In Matter of Food Parade, Inc. v. Office of Consumer Affairs, a majority of the Court of Appeals stated that, "Many consumer goods bear expiration dates, as required by law. In the case before us, a supermarket displayed a number of products bearing expired dates. We must decide whether this is a deceptive trade practice within the meaning of the Nassau County Administrative Code (§21-10.2). . . . We hold that offering such products for sale is not deceptive unless the retailer alters or disguises the expiration dates. Without doubt, the Legislature may prohibit and punish the sale of certain outdated or stale products. We cannot, however, fit such sales or displays into the code's ‘deceptive trade practice' prescription." In Northeast Wine Development, LLC v/ Service-Universal Distributors, Inc., a case in which a retail wine store sued a wine wholesaler alleging a GBL §349 violation in "that defendant has unlawfully refused to sell it certain brands of wine and liquor at the prices listed in defendant's mandatory filings with defendant New York State Liquor Authority," the Court of Appeals found the GBL §349, 350 claim "untenable because the acts alleged do not have the requisite impact on consumers."

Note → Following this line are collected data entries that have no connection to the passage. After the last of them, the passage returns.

//! Bounded retry with exponential backoff and jitter
//!
//! Delay before retry `n` (1-based) is
//! `min(base * 2^(n-1) + random(0..=max_jitter), max_delay)`.

use rand::Rng;
use std::fmt::Display;
use std::future::Future;
use std::time::Duration;

use crate::config::RetryConfig;

#[derive(Debug, Clone, PartialEq)]
pub struct RetryPolicy {
    /// Total attempts including the first one
    pub max_attempts: u32,
    pub base_delay: Duration,
    pub max_delay: Duration,
    pub max_jitter: Duration,
}

impl Default for RetryPolicy {
    fn default() -> Self {
        Self::from(&RetryConfig::default())
    }
}

impl From<&RetryConfig> for RetryPolicy {
    fn from(config: &RetryConfig) -> Self {
        Self {
            max_attempts: config.max_attempts,
            base_delay: Duration::from_millis(config.base_delay_ms),
            max_delay: Duration::from_millis(config.max_delay_ms),
            max_jitter: Duration::from_millis(config.max_jitter_ms),
        }
    }
}

impl RetryPolicy {
    /// Retry immediately, for tests and in-memory runs
    pub fn no_delay(max_attempts: u32) -> Self {
        Self {
            max_attempts,
            base_delay: Duration::ZERO,
            max_delay: Duration::ZERO,
            max_jitter: Duration::ZERO,
        }
    }

    /// Deterministic part of the delay before retry `attempt`
    pub fn backoff(&self, attempt: u32) -> Duration {
        let shift = attempt.saturating_sub(1).min(31);
        self.base_delay
            .saturating_mul(1u32 << shift)
            .min(self.max_delay)
    }

    pub fn delay_for<R: Rng + ?Sized>(&self, attempt: u32, rng: &mut R) -> Duration {
        let jitter_ms = self.max_jitter.as_millis() as u64;
        let jitter = if jitter_ms == 0 {
            Duration::ZERO
        } else {
            Duration::from_millis(rng.gen_range(0..=jitter_ms))
        };
        (self.backoff(attempt) + jitter).min(self.max_delay)
    }

    /// Run `op` until it succeeds, fails with a non-retryable error, or the
    /// attempt budget is spent. The last error is returned unchanged.
    ///
    /// `op` receives the 1-based attempt number.
    pub async fn run<T, E, F, Fut, P>(&self, mut op: F, is_retryable: P) -> Result<T, E>
    where
        F: FnMut(u32) -> Fut,
        Fut: Future<Output = Result<T, E>>,
        P: Fn(&E) -> bool,
        E: Display,
    {
        let max_attempts = self.max_attempts.max(1);
        let mut attempt = 1;

        loop {
            match op(attempt).await {
                Ok(value) => return Ok(value),
                Err(e) if attempt < max_attempts && is_retryable(&e) => {
                    let delay = self.delay_for(attempt, &mut rand::thread_rng());
                    tracing::warn!(
                        attempt,
                        max_attempts,
                        delay_ms = delay.as_millis() as u64,
                        error = %e,
                        "Retrying after transient failure"
                    );
                    if !delay.is_zero() {
                        tokio::time::sleep(delay).await;
                    }
                    attempt += 1;
                }
                Err(e) => return Err(e),
            }
        }
    }
}

#[cfg(test)]
mod tests {
    use super::*;
    use rand::SeedableRng;
    use rand::rngs::StdRng;
    use std::sync::atomic::{AtomicU32, Ordering};

    #[test]
    fn test_backoff_doubles_and_caps() {
        let policy = RetryPolicy::default();
        assert_eq!(policy.backoff(1), Duration::from_millis(100));
        assert_eq!(policy.backoff(2), Duration::from_millis(200));
        assert_eq!(policy.backoff(3), Duration::from_millis(400));
        assert_eq!(policy.backoff(5), Duration::from_millis(1600));
        assert_eq!(policy.backoff(6), Duration::from_secs(2));
        assert_eq!(policy.backoff(40), Duration::from_secs(2));
    }

    #[test]
    fn test_jitter_bounded_by_max_delay() {
        let policy = RetryPolicy::default();
        let mut rng = StdRng::seed_from_u64(7);
        for attempt in 1..=10 {
            let delay = policy.delay_for(attempt, &mut rng);
            assert!(delay >= policy.backoff(attempt));
            assert!(delay <= policy.backoff(attempt) + policy.max_jitter);
            assert!(delay <= policy.max_delay);
        }
    }

    #[tokio::test(start_paused = true)]
    async fn test_exhausts_budget_and_returns_last_error() {
        let policy = RetryPolicy::default();
        let calls = AtomicU32::new(0);

        let result: Result<(), String> = policy
            .run(
                |attempt| {
                    calls.fetch_add(1, Ordering::SeqCst);
                    async move { Err(format!("conflict #{}", attempt)) }
                },
                |_| true,
            )
            .await;

        assert_eq!(calls.load(Ordering::SeqCst), 5);
        assert_eq!(result, Err("conflict #5".to_string()));
    }

    #[tokio::test]
    async fn test_terminal_error_not_retried() {
        let policy = RetryPolicy::no_delay(5);
        let calls = AtomicU32::new(0);

        let result: Result<(), &str> = policy
            .run(
                |_| {
                    calls.fetch_add(1, Ordering::SeqCst);
                    async { Err("insufficient funds") }
                },
                |_| false,
            )
            .await;

        assert_eq!(calls.load(Ordering::SeqCst), 1);
        assert!(result.is_err());
    }

    #[tokio::test]
    async fn test_succeeds_after_transient_failures() {
        let policy = RetryPolicy::no_delay(5);

        let result: Result<u32, &str> = policy
            .run(
                |attempt| async move {
                    if attempt < 3 { Err("busy") } else { Ok(attempt) }
                },
                |_| true,
            )
            .await;

        assert_eq!(result, Ok(3));
    }

    #[tokio::test]
    async fn test_zero_attempts_still_runs_once() {
        let policy = RetryPolicy::no_delay(0);
        let result: Result<u32, &str> = policy.run(|a| async move { Ok(a) }, |_| true).await;
        assert_eq!(result, Ok(1));
    }
}
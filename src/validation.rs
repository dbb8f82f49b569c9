//! Input validation
//!
//! Turns raw requests into the preconditions the transfer engine trusts.
//! Nothing here touches storage.

use crate::account::NewAccount;
use crate::core_types::{AccountId, MAX_STORABLE_ID};
use crate::error::LedgerError;
use crate::gateway::types::{CreateAccountRequest, TransferRequest};
use crate::money::{self, MoneyError};
use crate::transfer::types::TransferIntent;

/// Account ids are positive and must fit the BIGINT key column
pub fn check_account_id(id: AccountId) -> Result<AccountId, LedgerError> {
    if id == 0 {
        return Err(LedgerError::InvalidIdentifier(
            "account id must be greater than 0".to_string(),
        ));
    }
    if id > MAX_STORABLE_ID {
        return Err(LedgerError::InvalidIdentifier(format!(
            "account id must not exceed {}",
            MAX_STORABLE_ID
        )));
    }
    Ok(id)
}

/// Parse an account id taken from a URL path segment
pub fn parse_account_id(raw: &str) -> Result<AccountId, LedgerError> {
    let id = raw
        .trim()
        .parse::<u64>()
        .map_err(|_| LedgerError::InvalidIdentifier(format!("invalid account id: {:?}", raw)))?;
    check_account_id(id)
}

pub fn validate_create_account(req: &CreateAccountRequest) -> Result<NewAccount, LedgerError> {
    let id = check_account_id(req.account_id)?;
    let balance = money::parse_balance(&req.initial_balance).map_err(|e| match e {
        MoneyError::Negative => {
            LedgerError::InvalidAmount("initial balance must be non-negative".to_string())
        }
        other => LedgerError::InvalidAmount(format!("invalid initial balance: {}", other)),
    })?;
    Ok(NewAccount::new(id, balance))
}

pub fn validate_transfer(req: &TransferRequest) -> Result<TransferIntent, LedgerError> {
    let amount = money::parse_amount(&req.amount).map_err(|e| match e {
        MoneyError::NotPositive | MoneyError::Negative => {
            LedgerError::InvalidAmount("amount must be greater than zero".to_string())
        }
        other => LedgerError::InvalidAmount(format!("invalid amount format: {}", other)),
    })?;

    if req.source_account_id == req.destination_account_id {
        return Err(LedgerError::SelfTransfer(req.source_account_id));
    }

    let source = check_account_id(req.source_account_id)?;
    let destination = check_account_id(req.destination_account_id)?;
    Ok(TransferIntent::new(source, destination, amount))
}

#[cfg(test)]
mod tests {
    use super::*;
    use bigdecimal::BigDecimal;
    use std::str::FromStr;

    fn create(id: u64, balance: &str) -> CreateAccountRequest {
        CreateAccountRequest {
            account_id: id,
            initial_balance: balance.to_string(),
        }
    }

    fn transfer(source: u64, destination: u64, amount: &str) -> TransferRequest {
        TransferRequest {
            source_account_id: source,
            destination_account_id: destination,
            amount: amount.to_string(),
        }
    }

    #[test]
    fn test_create_account_valid() {
        let account = validate_create_account(&create(1, "100.50")).unwrap();
        assert_eq!(account.id(), 1);
        assert_eq!(
            account.initial_balance(),
            &BigDecimal::from_str("100.50").unwrap()
        );
    }

    #[test]
    fn test_create_account_zero_balance_allowed() {
        assert!(validate_create_account(&create(1, "0")).is_ok());
    }

    #[test]
    fn test_create_account_rejects_zero_id() {
        let err = validate_create_account(&create(0, "100")).unwrap_err();
        assert!(matches!(err, LedgerError::InvalidIdentifier(_)));
    }

    #[test]
    fn test_create_account_rejects_unstorable_id() {
        let err = validate_create_account(&create(u64::MAX, "100")).unwrap_err();
        assert!(matches!(err, LedgerError::InvalidIdentifier(_)));
        assert!(validate_create_account(&create(MAX_STORABLE_ID, "1")).is_ok());
    }

    #[test]
    fn test_create_account_rejects_bad_balance() {
        let err = validate_create_account(&create(1, "abc")).unwrap_err();
        assert!(matches!(err, LedgerError::InvalidAmount(_)));

        let err = validate_create_account(&create(1, "-10")).unwrap_err();
        assert_eq!(
            err,
            LedgerError::InvalidAmount("initial balance must be non-negative".to_string())
        );
    }

    #[test]
    fn test_transfer_valid() {
        let intent = validate_transfer(&transfer(1, 2, "100.23344")).unwrap();
        assert_eq!(intent.source(), 1);
        assert_eq!(intent.destination(), 2);
        assert_eq!(intent.amount(), &BigDecimal::from_str("100.23344").unwrap());
    }

    #[test]
    fn test_transfer_rejects_non_positive_amount() {
        for amount in ["0", "0.000", "-10"] {
            let err = validate_transfer(&transfer(1, 2, amount)).unwrap_err();
            assert_eq!(
                err,
                LedgerError::InvalidAmount("amount must be greater than zero".to_string()),
                "amount {:?}",
                amount
            );
        }
    }

    #[test]
    fn test_transfer_rejects_malformed_amount() {
        for amount in ["", "abc", ".5", "5.", "1e3", "0.0000000000000000001"] {
            let err = validate_transfer(&transfer(1, 2, amount)).unwrap_err();
            assert!(
                matches!(err, LedgerError::InvalidAmount(_)),
                "amount {:?}",
                amount
            );
        }
    }

    #[test]
    fn test_transfer_rejects_self_transfer() {
        let err = validate_transfer(&transfer(1, 1, "100")).unwrap_err();
        assert_eq!(err, LedgerError::SelfTransfer(1));
    }

    #[test]
    fn test_amount_checked_before_self_transfer() {
        let err = validate_transfer(&transfer(1, 1, "-1")).unwrap_err();
        assert!(matches!(err, LedgerError::InvalidAmount(_)));
    }

    #[test]
    fn test_parse_account_id() {
        assert_eq!(parse_account_id("42"), Ok(42));
        assert!(matches!(
            parse_account_id("0"),
            Err(LedgerError::InvalidIdentifier(_))
        ));
        assert!(matches!(
            parse_account_id("-1"),
            Err(LedgerError::InvalidIdentifier(_))
        ));
        assert!(matches!(
            parse_account_id("abc"),
            Err(LedgerError::InvalidIdentifier(_))
        ));
    }
}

And in Matter of DaimlerChrysler Corp. v. Spitzer, the Court of Appeals, noting that "the Legislature enacted the New Car Lemon Law (GBL §198-a) to provide New York consumers greater protection than that afforded by automobile manufacturers' express warranties," found that "We do not read the repair presumption as requiring a consumer to establish that the vehicle defect continued to exist until the trial or hearing date . . . once a consumer has met the four-repair threshold the presumption arise regardless of whether the manufacturer later remedies the problem."
Credit Cards
In People v. Applied Card Systems, Inc., a case involving misrepresentations of the availability of certain pre-approved credit limits ("solicitations were misleading . . . because a reasonable consumer was led to believe that by signing up for the program, he or she would be protected in case of an income loss due to the conditions described") the Court found that "petitioner successfully established his claims pursuant to (GBL §349 and 350)" and modified the damages awarded.
Home Contractor Licensing
Homeowners often hire home improvement contractors to repair or improve their homes or property. Home improvement contractors must, at least, be licensed by the Department of Consumer Affairs of New York City, Westchester County, Suffolk County, Rockland County, Putnam County and Nassau County if they are to perform services in those counties (CPLR §3015(e)). In Flax v. Hommel, the Court held that "Since Hommel was not individually licensed pursuant to Nassau County Administrative Code §21-11.2 at the time the contract was entered and the work performed, the alleged contract . . . was unenforceable."
New House Warranty
GBL §777 provides, among other things, for a statutory housing merchant warranty for the sale of a new house (but not a custom house). In Farrell v. Lane Residential Inc., after a seven-day trial, the Court found that the developer had violated GBL §777-a regarding various defects and awarded as damages the cost to cure the defects was $35,952. Although the plaintiffs sought damages for the "stigma [that] has attached to the property" (see Putnam v. State of New York) the Court denied the request for a failure to present "any comparable market data."
Arbitration Agreements
In Baronoff v. Kean Development Co., Inc., the petitioners entered into construction contracts with respondent to manage and direct renovation of two properties. The agreement contained an arbitration clause which respondent sought to enforce after petitioners terminated the agreement refusing to pay the balance due. Relying upon Ragucci v. Professional Construction Services, the Court, in "a case of first impression," found that GBL §399-c barred the mandatory arbitration clause and, further, that petitioners' claims were not pre-empted by the Federal Arbitration Act (While the FAA may in some cases pre-empt a state statute such as §399-c, it may only do so in transactions "affecting commerce.").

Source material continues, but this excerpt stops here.